↓

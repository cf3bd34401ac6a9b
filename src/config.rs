// Copyright (c) 2025 Soumyadip Sarkar.
// All rights reserved.
//
// This source code is licensed under the license found in the
// LICENSE file in the root directory of this source tree.

use crate::error::{DashError, Result};
use crate::source::DEFAULT_WINDOW_SIZE;
use directories::ProjectDirs;
use once_cell::sync::Lazy;
use serde::{Deserialize, Serialize};
use std::fs;
use std::io;
use std::path::{Path, PathBuf};
use tracing::debug;

static APP: Lazy<(&str, &str, &str)> = Lazy::new(|| ("com.alphavelocity", "Txdash", "txdash"));

pub const DEFAULT_SAMPLE_ROWS: usize = 10;
pub const DEFAULT_ROWS_PER_PAGE: usize = 20;

#[derive(Debug, Clone, PartialEq, Eq, Serialize, Deserialize)]
#[serde(default)]
pub struct Settings {
    /// Bytes per window handed to the aggregator.
    pub chunk_size: usize,
    pub sample_rows: usize,
    pub rows_per_page: usize,
    pub crosscheck: bool,
    /// Suffix printed after formatted amounts.
    pub display_currency: String,
}

impl Default for Settings {
    fn default() -> Self {
        Settings {
            chunk_size: DEFAULT_WINDOW_SIZE,
            sample_rows: DEFAULT_SAMPLE_ROWS,
            rows_per_page: DEFAULT_ROWS_PER_PAGE,
            crosscheck: false,
            display_currency: "MMK".to_string(),
        }
    }
}

pub fn config_path() -> Option<PathBuf> {
    let proj = ProjectDirs::from(APP.0, APP.1, APP.2)?;
    Some(proj.config_dir().join("settings.json"))
}

impl Settings {
    /// Reads `settings.json` from the platform config dir. Falls back to the
    /// defaults when there is no config dir or no file.
    pub fn load() -> Result<Self> {
        match config_path() {
            Some(path) => Self::load_from(&path),
            None => Ok(Self::default()),
        }
    }

    pub fn load_from(path: &Path) -> Result<Self> {
        let raw = match fs::read_to_string(path) {
            Ok(raw) => raw,
            Err(e) if e.kind() == io::ErrorKind::NotFound => {
                debug!(path = %path.display(), "no settings file, using defaults");
                return Ok(Self::default());
            }
            Err(e) => return Err(e.into()),
        };
        let settings: Settings = serde_json::from_str(&raw)?;
        settings.validate()?;
        debug!(path = %path.display(), "settings loaded");
        Ok(settings)
    }

    pub fn validate(&self) -> Result<()> {
        if self.chunk_size == 0 {
            return Err(DashError::Config("chunk_size must be greater than zero".into()));
        }
        if self.rows_per_page == 0 {
            return Err(DashError::Config("rows_per_page must be greater than zero".into()));
        }
        Ok(())
    }
}

#[cfg(test)]
mod tests {
    use super::*;
    use std::io::Write;

    #[test]
    fn missing_file_gives_defaults() {
        let dir = tempfile::tempdir().unwrap();
        let s = Settings::load_from(&dir.path().join("settings.json")).unwrap();
        assert_eq!(s, Settings::default());
    }

    #[test]
    fn partial_file_keeps_other_defaults() {
        let mut f = tempfile::NamedTempFile::new().unwrap();
        write!(f, r#"{{"chunk_size": 4096, "display_currency": "USD"}}"#).unwrap();
        let s = Settings::load_from(f.path()).unwrap();
        assert_eq!(s.chunk_size, 4096);
        assert_eq!(s.display_currency, "USD");
        assert_eq!(s.rows_per_page, DEFAULT_ROWS_PER_PAGE);
    }

    #[test]
    fn zero_chunk_size_rejected() {
        let mut f = tempfile::NamedTempFile::new().unwrap();
        write!(f, r#"{{"chunk_size": 0}}"#).unwrap();
        let err = Settings::load_from(f.path()).unwrap_err();
        assert!(matches!(err, DashError::Config(_)));
    }
}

↑

§ Directions for this task
Quote exactly the lines running from the start of the listing above through the line where "use crate::source::DEFAULT_WINDOW_SIZE;" is found, and output no other lines.

§ Response
repository cf3bd34401ac6a9b
filename src/config.rs
// Copyright (c) 2025 Soumyadip Sarkar.
// All rights reserved.
//
// This source code is licensed under the license found in the
// LICENSE file in the root directory of this source tree.

use crate::error::{DashError, Result};
use crate::source::DEFAULT_WINDOW_SIZE;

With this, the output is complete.